のどかの無事も確認された。トレジャーハンターのチームに拾われたようだ。これまでののどかの経緯はどのようなものだったのだろう。
まず、「たくましくなった」と言われているところからすると、この場で描かれている遺跡で拾われた訳では無いだろう。つまり、のどかはどこか別の遺跡に出現し、そこで偶然このチームと出会ったという事だ。そこで「罠探査の技術」を示す事により仲間に入れたようだ。図書館探検部としての活動がここで役に立つというのも、かなりファンタジーながら面白い。
その後、「魔人の童謡」の情報を得、今回の探検はのどか自身が求めたらしい。これは、これまでに彼女がかなりの信頼を勝ち得ていなければ無理な事だろう。つまり、既に何度かの探検を繰り返していると思われる。街にも何度か出入しているだろう。
ここで少し疑問なのが「指名手配」だ。トレジャーハンターと賞金稼ぎは、性質は少し異なるもののほぼ似た様な職業だ。情報源も同じルートである可能性が高い。チームの仲間はのどかが指名手配者である事を知らないのだろうか。まあ、この辺りは次週以降に確認したい。

  • 死神の目

「魔人の童謡」は、のどかの「いどのえにっき」を戦力として、「敵」に対して使う場合ある意味必須の能力と言える。本来、敵の名前などは知りえないものだ。今までののどかの行動範囲はほぼ麻帆良学園内であり、そこでののどかは能力を発揮することが出来た。しかし、これからネギチームが対峙するのは、おそらく魔法世界そのものだろう。その際ののどかは、戦力としてほぼ役に立たなくなってしまいかねない。今後のどかが活躍する為には必須のアイテムなのだろう。

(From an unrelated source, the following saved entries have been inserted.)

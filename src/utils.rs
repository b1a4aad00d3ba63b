#[cfg(feature = "python-bindings")]
use ndarray::Array1;

#[cfg(feature = "python-bindings")]
use pyo3::{
    exceptions::PyTypeError,
    prelude::*,
    types::{PyAny, PyDict, PyTuple},
};

#[cfg(feature = "python-bindings")]
use numpy::{
    PyArrayDyn,
    PyReadonlyArrayDyn,
    ToPyArray, // ndarray → PyArray
};

#[cfg(feature = "python-bindings")]
use crate::graph::core::value::{scalar, Tensor};

#[cfg(feature = "python-bindings")]
use std::collections::HashMap;

/// Convert an arbitrary Python value into an owned [`Tensor`].
///
/// Accepts, in order: any-dimensional float64 numpy arrays, objects exposing
/// `to_numpy` (pandas), bare Python floats/ints (0-d tensors), and flat
/// float sequences (1-d tensors).
#[cfg(feature = "python-bindings")]
pub fn extract_tensor<'py>(_py: Python<'py>, value: &Bound<'py, PyAny>) -> PyResult<Tensor> {
    if let Ok(array) = value.extract::<PyReadonlyArrayDyn<f64>>() {
        return Ok(array.as_array().to_owned());
    }

    if let Ok(obj) = value.call_method("to_numpy", (false,), None) {
        if let Ok(array) = obj.extract::<PyReadonlyArrayDyn<f64>>() {
            return Ok(array.as_array().to_owned());
        }
    }

    if let Ok(number) = value.extract::<f64>() {
        return Ok(scalar(number));
    }

    if let Ok(values) = value.extract::<Vec<f64>>() {
        return Ok(Array1::from_vec(values).into_dyn());
    }

    Err(PyTypeError::new_err(
        "expected a numpy.ndarray, pandas.Series, float, or sequence of float64",
    ))
}

/// Convert a Python argument tuple into positional tensors, in order.
#[cfg(feature = "python-bindings")]
pub fn extract_positional_tensors<'py>(
    py: Python<'py>, args: &Bound<'py, PyTuple>,
) -> PyResult<Vec<Tensor>> {
    let mut positional = Vec::with_capacity(args.len());
    for value in args.iter() {
        positional.push(extract_tensor(py, &value)?);
    }
    Ok(positional)
}

/// Convert Python keyword arguments into a variable-name → tensor map.
#[cfg(feature = "python-bindings")]
pub fn extract_keyword_tensors<'py>(
    py: Python<'py>, kwargs: Option<&Bound<'py, PyDict>>,
) -> PyResult<HashMap<String, Tensor>> {
    let mut named = HashMap::new();
    if let Some(kwargs) = kwargs {
        for (key, value) in kwargs.iter() {
            let name: String = key.extract()?;
            named.insert(name, extract_tensor(py, &value)?);
        }
    }
    Ok(named)
}

/// Expose a [`Tensor`] to Python as a float64 numpy array.
#[cfg(feature = "python-bindings")]
pub fn tensor_to_py<'py>(py: Python<'py>, tensor: &Tensor) -> Bound<'py, PyArrayDyn<f64>> {
    tensor.to_pyarray(py)
}
impl<T: IntoGraphNodes> Mul<T> for FactorNode {
    type Output = GraphResult<FactorGraph>;

    fn mul(self, rhs: T) -> GraphResult<FactorGraph> {
        let mut nodes = self.into_graph_nodes();
        nodes.extend(rhs.into_graph_nodes());
        FactorGraph::new(nodes)
    }
}

impl<T: IntoGraphNodes> Mul<T> for DeterministicFactorNode {
    type Output = GraphResult<FactorGraph>;

    fn mul(self, rhs: T) -> GraphResult<FactorGraph> {
        let mut nodes = self.into_graph_nodes();
        nodes.extend(rhs.into_graph_nodes());
        FactorGraph::new(nodes)
    }
}

impl<T: IntoGraphNodes> Mul<T> for GraphNode {
    type Output = GraphResult<FactorGraph>;

    fn mul(self, rhs: T) -> GraphResult<FactorGraph> {
        let mut nodes = self.into_graph_nodes();
        nodes.extend(rhs.into_graph_nodes());
        FactorGraph::new(nodes)
    }
}

impl<T: IntoGraphNodes> Mul<T> for FactorGraph {
    type Output = GraphResult<FactorGraph>;

    fn mul(self, rhs: T) -> GraphResult<FactorGraph> {
        let mut nodes = self.into_graph_nodes();
        nodes.extend(rhs.into_graph_nodes());
        FactorGraph::new(nodes)
    }
}
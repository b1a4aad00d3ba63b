//! Gaussian stock factors: prior densities and data-carrying likelihoods.
//!
//! Purpose
//! -------
//! Provide ready-made [`Factor`] implementations for the most common model
//! building blocks: an elementwise Gaussian log-density over a variable
//! (prior-style) and a Gaussian likelihood carrying observed data with a
//! per-observation noise map.
//!
//! Key behaviors
//! -------------
//! - Both factors are elementwise: the log output keeps the input's shape
//!   (leading batch dims included), so plated variables contribute one log
//!   term per plate element and the engine's alignment rules apply cleanly.
//! - Parameters are validated at construction via [`FactorError`]; a factor
//!   that constructs evaluates without parameter failures.
//!
//! Invariants & assumptions
//! ------------------------
//! - `GaussianLikelihood` observations are non-empty and its noise map has
//!   one strictly positive, finite sigma per observation.
//! - Prediction values broadcast against the carried data under
//!   trailing-alignment rules, so batched predictions of shape
//!   `batch ++ data shape` evaluate per batch element.
use crate::factors::errors::{FactorError, FactorResult};
use crate::graph::core::factor::Factor;
use crate::graph::core::value::Tensor;
use crate::graph::errors::{GraphError, GraphResult};
use ndarray::{ArrayViewD, Zip};
use statrs::consts::LN_SQRT_2PI;
use statrs::distribution::{Continuous, Normal};

/// Elementwise Gaussian log-density factor, `log N(x; mu, sigma)` per input
/// element. The usual prior over a scalar or plated variable.
#[derive(Debug)]
pub struct GaussianPrior {
    name: String,
    distribution: Normal,
}

impl GaussianPrior {
    /// Build a named Gaussian prior.
    ///
    /// # Errors
    /// - [`FactorError::NonFiniteParameter`] when `mu` is NaN or infinite.
    /// - [`FactorError::NonPositiveSigma`] when `sigma` is not finite and
    ///   positive.
    pub fn new(name: impl Into<String>, mu: f64, sigma: f64) -> FactorResult<GaussianPrior> {
        if !mu.is_finite() {
            return Err(FactorError::NonFiniteParameter { name: "mu", value: mu });
        }
        if !sigma.is_finite() || sigma <= 0.0 {
            return Err(FactorError::NonPositiveSigma { value: sigma });
        }
        let distribution = Normal::new(mu, sigma)
            .map_err(|_| FactorError::NonPositiveSigma { value: sigma })?;
        Ok(GaussianPrior { name: name.into(), distribution })
    }
}

impl Factor for GaussianPrior {
    fn name(&self) -> &str {
        &self.name
    }

    fn output_arity(&self) -> usize {
        1
    }

    fn evaluate(&self, inputs: &[ArrayViewD<'_, f64>]) -> GraphResult<Vec<Tensor>> {
        let [input] = inputs else {
            return Err(GraphError::Factor {
                factor: self.name.clone(),
                reason: format!("expected exactly one input, got {}", inputs.len()),
            });
        };
        Ok(vec![input.mapv(|v| self.distribution.ln_pdf(v))])
    }
}

/// Gaussian likelihood over carried observations with a per-observation
/// noise map: `log N(data_i; prediction_i, noise_i)` per element.
#[derive(Debug)]
pub struct GaussianLikelihood {
    name: String,
    data: Tensor,
    noise: Tensor,
}

impl GaussianLikelihood {
    /// Build a named likelihood over `data` with per-observation sigmas.
    ///
    /// # Errors
    /// - [`FactorError::EmptyData`] when `data` has no elements.
    /// - [`FactorError::NoiseLengthMismatch`] when `noise` and `data` have
    ///   different element counts.
    /// - [`FactorError::NonPositiveSigma`] reporting the first noise entry
    ///   that is not finite and positive.
    pub fn new(
        name: impl Into<String>, data: Tensor, noise: Tensor,
    ) -> FactorResult<GaussianLikelihood> {
        if data.is_empty() {
            return Err(FactorError::EmptyData);
        }
        if noise.len() != data.len() {
            return Err(FactorError::NoiseLengthMismatch {
                data: data.len(),
                noise: noise.len(),
            });
        }
        if let Some(&bad) = noise.iter().find(|&&sigma| !sigma.is_finite() || sigma <= 0.0) {
            return Err(FactorError::NonPositiveSigma { value: bad });
        }
        Ok(GaussianLikelihood { name: name.into(), data, noise })
    }

    /// Carried observations.
    pub fn data(&self) -> &Tensor {
        &self.data
    }
}

impl Factor for GaussianLikelihood {
    fn name(&self) -> &str {
        &self.name
    }

    fn output_arity(&self) -> usize {
        1
    }

    fn evaluate(&self, inputs: &[ArrayViewD<'_, f64>]) -> GraphResult<Vec<Tensor>> {
        let [prediction] = inputs else {
            return Err(GraphError::Factor {
                factor: self.name.clone(),
                reason: format!("expected exactly one input, got {}", inputs.len()),
            });
        };
        let data = self.data.broadcast(prediction.raw_dim()).ok_or_else(|| {
            GraphError::BroadcastMismatch {
                left: self.data.shape().to_vec(),
                right: prediction.shape().to_vec(),
            }
        })?;
        let noise = self.noise.broadcast(prediction.raw_dim()).ok_or_else(|| {
            GraphError::BroadcastMismatch {
                left: self.noise.shape().to_vec(),
                right: prediction.shape().to_vec(),
            }
        })?;

        let mut log = prediction.to_owned();
        Zip::from(&mut log).and(&data).and(&noise).for_each(|value, &observed, &sigma| {
            let z = (observed - *value) / sigma;
            *value = -0.5 * z * z - sigma.ln() - LN_SQRT_2PI;
        });
        Ok(vec![log])
    }
}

それにしても、この様にネギチームが新たな能力を身に付けていく様子を見ると、この後に待っている敵の巨大さもおぼろげながら想像してしまう。それは単に「フェイト一味」程度の様なものでは無いように思える。それはやはり「魔法世界そのもの」なのだろうか。そんな巨大な敵との遭遇は、案外早くに巡ってきそうだ。